O ciclo de 2026 inicia com a manutenção estrutural do fundo, refletindo os amplos movimentos de expansão e desalavancagem concluídos no final de 2025.
O cenário macroeconômico projeta a possibilidade de um ciclo de redução da taxa Selic, fator que historicamente influencia positivamente o mercado de fundos imobiliários e possui potencial para atenuar o atual desconto patrimonial da cota.
A estratégia de alocação recente envolveu a destinação dos recursos da 7ª emissão de cotas (R$ 1,27 bilhão), com o direcionamento de R$ 676 milhões para a aquisição direta de novos imóveis, R$ 290 milhões alocados definitivamente em TVMs (incluindo CRIs e o FII GAME11) para rentabilização e R$ 310 milhões mantidos em caixa livre.

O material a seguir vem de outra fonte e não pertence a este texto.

use std::io::Write;
use std::path::PathBuf;
use std::time::Instant;

use anyhow::{bail, Result};
use clap::{Parser, Subcommand};
use env_logger::Env;
use log::info;

use kiln::{
    compile::{Compiler, CompilerOptions, StateDesc},
    graph::{Graph, Node},
    link::LinkerOptions,
    optimize::OptimizerOptions,
    program::Program,
};

/// Content graph compiler
#[derive(Parser)]
#[clap(author, version, about, long_about = None)]
struct Args {
    #[clap(subcommand)]
    cmd: Command,

    /// Input file, in the text graph format
    #[clap(short, long)]
    input: PathBuf,
}

#[derive(Subcommand)]
enum Command {
    /// Compiles the graph and prints a listing of the program
    Disasm {
        #[clap(flatten)]
        settings: CompileSettings,
    },
    /// Compiles the graph and prints statistics about the program
    Stats {
        #[clap(flatten)]
        settings: CompileSettings,
    },
    /// Compiles the graph and writes the serialized program
    Build {
        #[clap(flatten)]
        settings: CompileSettings,

        /// Name of the program file to write
        #[clap(short, long)]
        out: PathBuf,
    },
    /// Prints the optimized graph in GraphViz format
    Dot {
        /// Skip optimization
        #[clap(long)]
        raw: bool,
    },
}

#[derive(Parser)]
struct CompileSettings {
    /// Name of the compiled state
    #[clap(short, long, default_value = "default")]
    state: String,

    /// Parameters that may change at runtime (repeatable)
    #[clap(short = 'r', long = "runtime")]
    runtime_params: Vec<String>,

    /// Maximum number of optimizer passes
    #[clap(long, default_value_t = 32)]
    max_passes: usize,

    /// Disable the sink pass
    #[clap(long)]
    no_sink: bool,

    /// Disable logic-to-switch conversion
    #[clap(long)]
    no_logic: bool,

    /// Minimum size (in bytes) of streamed image mips and mesh slices
    #[clap(long, default_value_t = 4096)]
    min_rom_size: usize,

    /// Verify that the serialized program loads back identically
    #[clap(long)]
    check: bool,
}

impl CompileSettings {
    fn options(&self) -> CompilerOptions {
        CompilerOptions {
            optimizer: OptimizerOptions {
                max_passes: self.max_passes,
                enable_sink: !self.no_sink,
                enable_logic: !self.no_logic,
                ..Default::default()
            },
            linker: LinkerOptions {
                min_rom_size: self.min_rom_size,
                ..Default::default()
            },
        }
    }
}

////////////////////////////////////////////////////////////////////////////////

fn compile(
    graph: Graph,
    root: Node,
    settings: &CompileSettings,
) -> Result<Program> {
    let start = Instant::now();
    let runtime = settings
        .runtime_params
        .iter()
        .map(|s| s.as_str())
        .collect::<Vec<_>>();
    let state =
        StateDesc::new(&settings.state, root).with_runtime_params(&runtime);
    let out = Compiler::new(settings.options()).compile(graph, &[state])?;
    info!(
        "Compiled in {:?} ({} optimizer passes, {} rewrites)",
        start.elapsed(),
        out.stats.passes,
        out.stats.rewrites
    );
    if !out.stats.converged {
        log::warn!("optimizer did not converge");
    }
    if settings.check {
        let mut buf = vec![];
        out.program.serialise(&mut buf)?;
        let back = Program::unserialise(buf.as_slice())?;
        if back != out.program {
            bail!("program does not survive a serialization round trip");
        }
        info!("Checked serialization ({} bytes)", buf.len());
    }
    Ok(out.program)
}

fn main() -> Result<()> {
    env_logger::Builder::from_env(Env::default().default_filter_or("info"))
        .init();

    let now = Instant::now();
    let args = Args::parse();
    let file = std::fs::File::open(&args.input)?;
    let (mut graph, root) = Graph::from_text(std::io::BufReader::new(file))?;
    info!(
        "Loaded {} nodes in {:?}",
        graph.live_count(),
        now.elapsed()
    );

    match args.cmd {
        Command::Disasm { settings } => {
            let program = compile(graph, root, &settings)?;
            print!("{}", program.disassemble());
        }
        Command::Stats { settings } => {
            let program = compile(graph, root, &settings)?;
            print!("{}", program.stats());
        }
        Command::Build { settings, out } => {
            let program = compile(graph, root, &settings)?;
            let file = std::fs::File::create(&out)?;
            let mut w = std::io::BufWriter::new(file);
            program.serialise(&mut w)?;
            w.flush()?;
            info!("Wrote {:?}", out);
        }
        Command::Dot { raw } => {
            if !raw {
                let stats = kiln::optimize::Optimizer::default().run(&mut graph);
                info!("Optimized in {} passes", stats.passes);
            }
            print!("{}", graph.dot());
        }
    }
    Ok(())
}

Com a entrada dos novos ativos, a estrutura de alavancagem foi severamente transformada, passando de 27% para uma alavancagem líquida negativa de -13%.
Operacionalmente, a carteira atinge a marca de 33 imóveis locados para 11 inquilinos high grade, sustentando 0% de vacância e um prazo médio de contratos (WAULT) de 10,4 anos, com 95% de atipicidade.
Na esfera governança, a recente Assembleia Geral Extraordinária aprovou a ampliação do capital autorizado e a prerrogativa de recompra de cotas, ferramentas descritas como viabilizadoras de flexibilidade estratégica.
Diante do amadurecimento do portfólio, a gestão reafirmou o guidance de dividendos entre R$ 0,083 e R$ 0,090 por cota para os próximos 12 meses, amparado pela previsibilidade das receitas de locação e pelo robusto colchão de liquidez.